Vergleich Rennsteig - Mount Everest

 

4 Uhr morgens am 25. Mai. Ich sitze mit knapp 50 Ultraläufern beim Frühstück im Sophienhotel in Eisenach und lese die Zeitung. Noch steht nicht viel drin zum Rennsteiglauf, aber dafür hatte es ja am Vortag mit den Startunterlagen ja ausreichend Infomaterial gegeben.

Also, ziemlich hinten in der Zeitung steht dann ein Bericht zum 60. Jahrestag der Erstbesteigung des Mount Everest. Das Foto am Gipfel erschreckt mich. Ein Stau von Menschen auf über 8.000 m Höhe. Was mich auch erschreckt sind die Müllberge -  600 Tonnen! Ja - so ist das eben mit Traditionsveranstaltungen, die immer noch beliebter werden.

So ist es ein bisschen auch mit dem Rennsteiglauf. An der Nachmeldung am Vortag war richtig was los, trotz der schlechten Wetterprognose, sodass in Eisenach wieder eine Rekordteilnehmerzahl an den Start gehen würde. Mich macht meine Startnummer mit weit über 2.500 schon etwas stutzig, aber wir sind ja bei Europas größter Crosslaufveranstaltung.

Zeitung weggelegt, das Bild noch im Kopf, mache ich mich auf zum Startplatz, der keine 200m vom Hotel entfernt ist. Riesentrubel ist dort und noch mehr Nachmelder. Aber die Stimmung ist gut und kurz vor dem Start geht dann sogar die Sonne auf. Pünktlich um 6 Uhr geht’s dann los.

Da ich Bilder machen will, lasse ich mir Zeit und stelle mich ganz hinten an, was bei Chipmessung ja kein Problem darstellt. Es geht kurz durch die malerische Innenstadt mit den tollen Fachwerkgebäuden und teilweise Jugendstilfassaden, um dann nach dem Stadttor direkt den Berg hinauf zu gehen. Gehen kann man hier wörtlich nehmen. Ein freundlicher Hinweis ist das „Ortsausgangsschild“ Eisenach Ende – Schmiedefeld 72 km. Nach dem Schild geht es dann mal mehr, mal weniger gut 25 km bergan, bis man oben am Rennsteig ist und diesen dann nicht mehr verlässt.

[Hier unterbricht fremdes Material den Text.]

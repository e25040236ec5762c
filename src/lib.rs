//! apiref - type inheritance resolution and content normalization for
//! API-reference sites.
//!
//! A pass turns a tree of YAML page descriptors into a [`model::SiteModel`]:
//! every page keyed by canonical route, `extends` chains merged into
//! per-ancestor inherited member lists, and free-form text rewritten into
//! render-ready markup with `[Type]` cross-references linked.

pub mod cli;
pub mod config;
pub mod content;
pub mod error;
pub mod handle;
pub mod logger;
pub mod model;
pub mod ordering;
pub mod output;
pub mod page;
pub mod registry;
pub mod resolver;
pub mod sanitize;
pub mod utils;
pub mod warning;
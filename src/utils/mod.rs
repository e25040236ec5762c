//! Path and text helpers shared by the pipeline stages.

pub mod route;
pub mod slug;
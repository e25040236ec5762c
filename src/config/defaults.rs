//! Default values for configuration fields.
//!
//! These functions are used by serde for default deserialization.

pub fn r#true() -> bool {
    true
}

pub fn r#false() -> bool {
    false
}

// ============================================================================
// [content] Section Defaults
// ============================================================================

pub mod content {
    use std::path::PathBuf;

    pub fn dir() -> PathBuf {
        "content".into()
    }

    pub fn extensions() -> Vec<String> {
        vec!["yml".into()]
    }
}

// ============================================================================
// [resolve] Section Defaults
// ============================================================================

pub mod resolve {
    use super::super::TypeCollision;

    pub fn type_collision() -> TypeCollision {
        TypeCollision::default()
    }
}

// ============================================================================
// [output] Section Defaults
// ============================================================================

pub mod output {
    use std::path::PathBuf;

    pub fn dir() -> PathBuf {
        "public".into()
    }
}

Kaum ist der erste Kilometer vorbei, fühle ich mich an den Artikel vom Mount Everest erinnert: Es läuft nichts mehr. Der Weg ist matschig und schmal und den Läuferscharen nicht gewachsen. Das Feld steht. Das ist fast die nächsten 2 km noch so. Da hat man dann Zeit, sich den Blick zurück nach Eisenach zu gönnen und sich etwas näher mit dem Burschenschaftsdenkmal auf der rechten Seite des Weges zu beschäftigen.

Zeit für nette Gespräche ist auch. Die „Strafe“ folgt dann auf der Uhr: 3 km in 34 Min; auch ein Rekord.

Aber ab hier geht’s dann besser. Der Weg wird breiter und das Feld verteilt sich. Bei Km 6 eine tolle Aussicht, die viele Läufer wohl verpassen, weil man dazu mal zurückschauen muss. Da liegt die vielgerühmte Wartburg. Wirklich toll.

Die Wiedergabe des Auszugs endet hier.